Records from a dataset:
# # #

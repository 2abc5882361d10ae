use thiserror::Error;

use crate::{GroupKey, MAX_ORDER, MIN_ORDER};

/// Error returned by an operation on a cube.
#[allow(missing_docs)]
#[derive(Error, Debug, Clone, PartialEq, Eq)]
pub enum CubeError {
    #[error("cube order {0} is outside the supported range {MIN_ORDER}..={MAX_ORDER}")]
    OrderOutOfRange(u16),
    #[error("cannot hold {0} while another group is held")]
    Locked(GroupKey),
    #[error("unknown notation {0:?}")]
    UnknownNotation(String),
}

# # #

Work order: Up to and including the line with "is outside the", please return the records exactly, beginning from their first line.

Response to the exercise:
repository 2abc5882361d10ae
use thiserror::Error;

use crate::{GroupKey, MAX_ORDER, MIN_ORDER};

/// Error returned by an operation on a cube.
#[allow(missing_docs)]
#[derive(Error, Debug, Clone, PartialEq, Eq)]
pub enum CubeError {
    #[error("cube order {0} is outside the supported range {MIN_ORDER}..={MAX_ORDER}")]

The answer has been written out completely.